La llamada permitió, además, avanzar en la definición de los principales temas que estarán sobre la mesa durante el encuentro entre los presidentes. Según lo señalado, se partió del reconocimiento de la extensa y consolidada historia de cooperación entre Colombia y Estados Unidos, construida a lo largo de décadas en distintos frentes. Esta trayectoria fue asumida como un punto de partida para revisar retos actuales y proyectar nuevas oportunidades de trabajo conjunto, con énfasis en desafíos compartidos que requieren coordinación permanente y decisiones políticas concertadas.
Entre los asuntos priorizados se destacó la lucha contra el crimen organizado transnacional, con especial atención a las dinámicas delictivas que operan en zonas de frontera. Ambas partes coincidieron en la necesidad de fortalecer los mecanismos de cooperación existentes, intercambiar información estratégica y coordinar acciones que permitan enfrentar redes criminales que afectan la seguridad, el comercio y la estabilidad regional. Este tema fue señalado como uno de los ejes centrales de la agenda, dada su incidencia directa en la seguridad interna de ambos países.
Otro punto relevante de la conversación fue el abordaje de los asuntos de seguridad regional, entendidos desde una perspectiva amplia que incluye fenómenos migratorios, economías ilícitas y riesgos emergentes en el continente. La cancillería colombiana y el Departamento de Estado valoraron la importancia de mantener canales de diálogo constantes para analizar escenarios, compartir diagnósticos y articular respuestas conjuntas. La próxima reunión presidencial buscará, en ese sentido, alinear visiones estratégicas y reafirmar compromisos de cooperación frente a los desafíos que enfrenta la región.
En el plano económico, la llamada permitió identificar oportunidades conjuntas para profundizar la relación bilateral.
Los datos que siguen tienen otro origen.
//! Global logging for step execution
//!
//! A single [`LoggingService`] is installed once per process. The `log_*!`
//! macros route through it and attach the current thread's step context, so
//! events emitted deep inside a step can be traced back to the scenario and
//! step order that produced them. Every macro is a no-op until logging has
//! been initialized.

pub mod codes;
pub mod events;
pub mod macros;
pub mod service;

use std::cell::RefCell;
use std::sync::{Arc, OnceLock};

pub use codes::Code;
pub use events::{LogEvent, LogLevel};
#[cfg(feature = "logging")]
pub use service::FacadeLogger;
pub use service::{
    create_configured_service, ConsoleLogger, Logger, LoggingService, MemoryLogger, MultiLogger,
    StructuredLogger,
};

// ============================================================================
// GLOBAL STATE
// ============================================================================

static GLOBAL_LOGGER: OnceLock<Arc<LoggingService>> = OnceLock::new();

thread_local! {
    static STEP_CONTEXT: RefCell<Option<StepLogContext>> = const { RefCell::new(None) };
}

/// Scenario and step currently executing on this thread
#[derive(Debug, Clone, PartialEq, Eq)]
pub struct StepLogContext {
    pub scenario: String,
    pub step_order: usize,
}

// ============================================================================
// INITIALIZATION
// ============================================================================

/// Install the console or JSON-lines service at `min_level`.
pub fn init_global_logging(min_level: LogLevel, structured: bool) -> Result<(), String> {
    init_global_logging_with_service(Arc::new(create_configured_service(min_level, structured)))
}

/// Install a caller-built service (tests, `log` facade forwarding)
pub fn init_global_logging_with_service(service: Arc<LoggingService>) -> Result<(), String> {
    GLOBAL_LOGGER.set(service.clone()).map_err(|_| {
        let message = "Global logger already initialized";
        crate::log_error!(codes::system::INITIALIZATION_FAILURE, message);
        message.to_string()
    })?;

    service.log_event(LogEvent::success(
        codes::success::SYSTEM_INITIALIZATION_COMPLETED,
        "Global logging system initialized",
    ));
    Ok(())
}

pub fn is_initialized() -> bool {
    GLOBAL_LOGGER.get().is_some()
}

pub fn try_get_global_logger() -> Option<&'static LoggingService> {
    GLOBAL_LOGGER.get().map(|service| service.as_ref())
}

/// True when a debug event would actually be written.
pub fn debug_enabled() -> bool {
    try_get_global_logger()
        .map(|logger| logger.should_log(LogLevel::Debug))
        .unwrap_or(false)
}

// ============================================================================
// STEP CONTEXT MANAGEMENT
// ============================================================================

pub fn set_step_context(scenario: &str, step_order: usize) {
    STEP_CONTEXT.with(|ctx| {
        *ctx.borrow_mut() = Some(StepLogContext {
            scenario: scenario.to_string(),
            step_order,
        });
    });
}

pub fn clear_step_context() {
    STEP_CONTEXT.with(|ctx| {
        *ctx.borrow_mut() = None;
    });
}

/// Run `f` with the step context set, clearing it afterwards.
pub fn with_step_context<F, R>(scenario: &str, step_order: usize, f: F) -> R
where
    F: FnOnce() -> R,
{
    set_step_context(scenario, step_order);
    let result = f();
    clear_step_context();
    result
}

pub fn get_current_step_context() -> Option<StepLogContext> {
    STEP_CONTEXT.with(|ctx| ctx.borrow().clone())
}

// ============================================================================
// MACRO SUPPORT FUNCTIONS
// ============================================================================

fn attach_context(mut event: LogEvent, context: Vec<(&str, &str)>) -> LogEvent {
    for (key, value) in context {
        event = event.with_context(key, value);
    }
    if let Some(step) = get_current_step_context() {
        event = event
            .with_context("scenario", &step.scenario)
            .with_context("step", &step.step_order.to_string());
    }
    event
}

/// Attach pairs plus step context and hand the event to the global service.
pub fn log_with_context(event: LogEvent, context: Vec<(&str, &str)>) {
    if let Some(logger) = try_get_global_logger() {
        if logger.should_log(event.level) {
            logger.log_event(attach_context(event, context));
        }
    }
}

/// Used by `log_error!`
pub fn log_error_with_context(code: Code, message: &str, context: Vec<(&str, &str)>) {
    log_with_context(LogEvent::error(code, message), context);
}

/// Used by `log_success!`
pub fn log_success_with_context(code: Code, message: &str, context: Vec<(&str, &str)>) {
    log_with_context(LogEvent::success(code, message), context);
}

pub fn log_info_with_context(message: &str, context: Vec<(&str, &str)>) {
    log_with_context(LogEvent::info(message), context);
}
Se mencionó la importancia de explorar nuevos espacios de cooperación comercial, inversión y desarrollo productivo, en un contexto internacional marcado por la competencia global y la reconfiguración de cadenas de valor. Ambos gobiernos expresaron interés en promover un diálogo económico que incentive el crecimiento, la generación de empleo y el fortalecimiento de sectores estratégicos, aprovechando la complementariedad entre las economías colombiana y estadounidense.
Fuentes diplomáticas señalaron que el tono de la conversación fue constructivo y orientado a resultados concretos. La calificación de la llamada como “muy positiva” refleja, según se indicó, un clima de entendimiento y disposición política para avanzar en una agenda bilateral pragmática. Este ambiente previo es considerado un factor clave para que la reunión presidencial se desarrolle sin tensiones innecesarias y con capacidad real de producir acuerdos, lineamientos y mensajes conjuntos de alcance regional e internacional.
Con este intercambio, la Cancillería de Colombia y el Departamento de Estado de Estados Unidos dieron un paso significativo en la preparación de una cita presidencial que despierta atención en distintos sectores políticos y económicos. El encuentro del 3 de febrero en Washington se perfila como una oportunidad para revisar el estado de la relación bilateral, reafirmar compromisos históricos y proyectar una agenda de cooperación acorde con los desafíos actuales. La llamada ministerial deja así un precedente favorable para el diálogo entre ambos gobiernos.